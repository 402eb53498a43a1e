//! Guard runtime: one owned, disposable bundle of all shared guard state.
//!
//! There are no module-level singletons anywhere in this crate. A process
//! that wants "the global guard" constructs one `GuardRuntime` at startup
//! and passes it (or clones of its `Arc`s) to whoever owns a conversation.
//! Tests construct their own and throw them away.

use crate::bus::EvaluationBus;
use crate::chemistry::ChemistryBridge;
use crate::config::GuardConfig;
use crate::guard::OutputGuard;
use crate::ledger::{ArchitectureIssueLog, PenaltyLedger};
use crate::observatory::Observatory;
use crate::pipeline::ResponsePipeline;

use std::sync::Arc;

/// Owns the evaluation bus, the daily penalty ledger, and the architecture
/// issue log for one agent session.
#[derive(Debug)]
pub struct GuardRuntime {
    config: GuardConfig,
    bus: Arc<EvaluationBus>,
    penalties: Arc<PenaltyLedger>,
    issues: Arc<ArchitectureIssueLog>,
}

impl GuardRuntime {
    pub fn new(config: GuardConfig) -> Self {
        Self {
            config,
            bus: Arc::new(EvaluationBus::new()),
            penalties: Arc::new(PenaltyLedger::new()),
            issues: Arc::new(ArchitectureIssueLog::new()),
        }
    }

    pub fn config(&self) -> &GuardConfig {
        &self.config
    }

    pub fn bus(&self) -> &Arc<EvaluationBus> {
        &self.bus
    }

    pub fn penalties(&self) -> &Arc<PenaltyLedger> {
        &self.penalties
    }

    pub fn issues(&self) -> &Arc<ArchitectureIssueLog> {
        &self.issues
    }

    /// A fresh pipeline for one conversation. Each conversation gets its own
    /// so retry budgets and failure streaks never bleed across.
    pub fn pipeline(&self) -> ResponsePipeline {
        ResponsePipeline::new(self.config.clone(), self.bus.clone(), self.issues.clone())
    }

    /// A fresh bare guard, for callers that drive checks directly.
    pub fn guard(&self) -> OutputGuard {
        OutputGuard::new(&self.config, self.bus.clone())
    }

    /// A chemistry bridge over this runtime's bus.
    pub fn chemistry(&self) -> ChemistryBridge {
        ChemistryBridge::new(self.bus.clone(), &self.config)
    }

    /// A telemetry surface over this runtime's shared state.
    pub fn observatory(&self) -> Observatory {
        Observatory::new(self.bus.clone(), self.penalties.clone(), self.issues.clone())
    }

    /// Wipe bus history, metrics, penalties, and logged issues. Used at
    /// session boundaries and in tests.
    pub fn reset(&self) {
        self.bus.clear();
        self.penalties.reset();
        self.issues.clear();
    }
}

impl Default for GuardRuntime {
    fn default() -> Self {
        Self::new(GuardConfig::default())
    }
}

// ---------------------------------------------------------------------------
// Tests
// ---------------------------------------------------------------------------

#[cfg(test)]
mod tests {
    use super::*;
    use crate::facts::FactSnapshot;
    use crate::pipeline::CheckContext;
    use crate::types::{GuardAction, Stage};

    fn snapshot() -> FactSnapshot {
        FactSnapshot::builder()
            .energy(23.0)
            .build_with_time("2026-08-07 12:00")
    }

    fn bad_text() -> String {
        serde_json::json!({
            "speech": "so much energy today!",
            "fact_echo": { "energy": 90, "time": "2026-08-07 12:00" }
        })
        .to_string()
    }

    #[test]
    fn pipelines_share_the_bus_but_not_retry_budgets() {
        let runtime = GuardRuntime::default();
        let context = CheckContext {
            facts: &snapshot(),
            persona_name: None,
        };

        let mut first = runtime.pipeline();
        let mut second = runtime.pipeline();

        for _ in 0..3 {
            first.check_response(&bad_text(), &context);
        }
        // First pipeline's budget is spent; the second is untouched.
        let outcome = second.check_response(&bad_text(), &context);
        assert_eq!(outcome.guard.action, GuardAction::Retry);

        // But every check landed on the shared bus.
        assert_eq!(runtime.bus().metrics().total_events, 4);
    }

    #[test]
    fn end_to_end_telemetry_flows_through_the_runtime() {
        let runtime = GuardRuntime::default();
        let mut pipeline = runtime.pipeline();
        let context = CheckContext {
            facts: &snapshot(),
            persona_name: Some("Nova"),
        };

        pipeline.check_response(&bad_text(), &context);
        runtime.penalties().record(Stage::Guard, 1.0);

        let dashboard = runtime.observatory().dashboard();
        assert!(dashboard.trust.index < 1.0);
        assert_eq!(dashboard.penalties.penalties["GUARD"], 1.0);
        assert!(dashboard.guard.retry_rate > 0.0);

        let delta = runtime.chemistry().delta_from_bus();
        assert!(delta.dopamine < 0.0, "a failed check should read as negative signal");
    }

    #[test]
    fn reset_restores_a_blank_slate() {
        let runtime = GuardRuntime::default();
        let mut pipeline = runtime.pipeline();
        pipeline.check_response(&bad_text(), &CheckContext {
            facts: &snapshot(),
            persona_name: None,
        });
        runtime.penalties().record(Stage::Tool, 3.0);
        runtime.issues().log(
            crate::types::ArchitectureIssueKind::IntegrationError,
            "stale wiring",
            0.5,
            None,
        );

        runtime.reset();

        assert_eq!(runtime.bus().metrics().total_events, 0);
        assert_eq!(runtime.penalties().remaining_budget(Stage::Tool), 5.0);
        assert!(runtime.issues().is_empty());
        assert_eq!(runtime.observatory().dashboard().trust.index, 1.0);
    }

    #[test]
    fn independent_runtimes_are_fully_isolated() {
        let first = GuardRuntime::default();
        let second = GuardRuntime::default();

        let mut pipeline = first.pipeline();
        pipeline.check_response(&bad_text(), &CheckContext {
            facts: &snapshot(),
            persona_name: None,
        });

        assert_eq!(first.bus().metrics().total_events, 1);
        assert_eq!(second.bus().metrics().total_events, 0);
    }
}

Work task
Starting at the first line of the material above, reproduce each line exactly up to and including the line with "throw them away.".

Answer box
repository 402eb53498a43a1e
//! Guard runtime: one owned, disposable bundle of all shared guard state.
//!
//! There are no module-level singletons anywhere in this crate. A process
//! that wants "the global guard" constructs one `GuardRuntime` at startup
//! and passes it (or clones of its `Arc`s) to whoever owns a conversation.
//! Tests construct their own and throw them away.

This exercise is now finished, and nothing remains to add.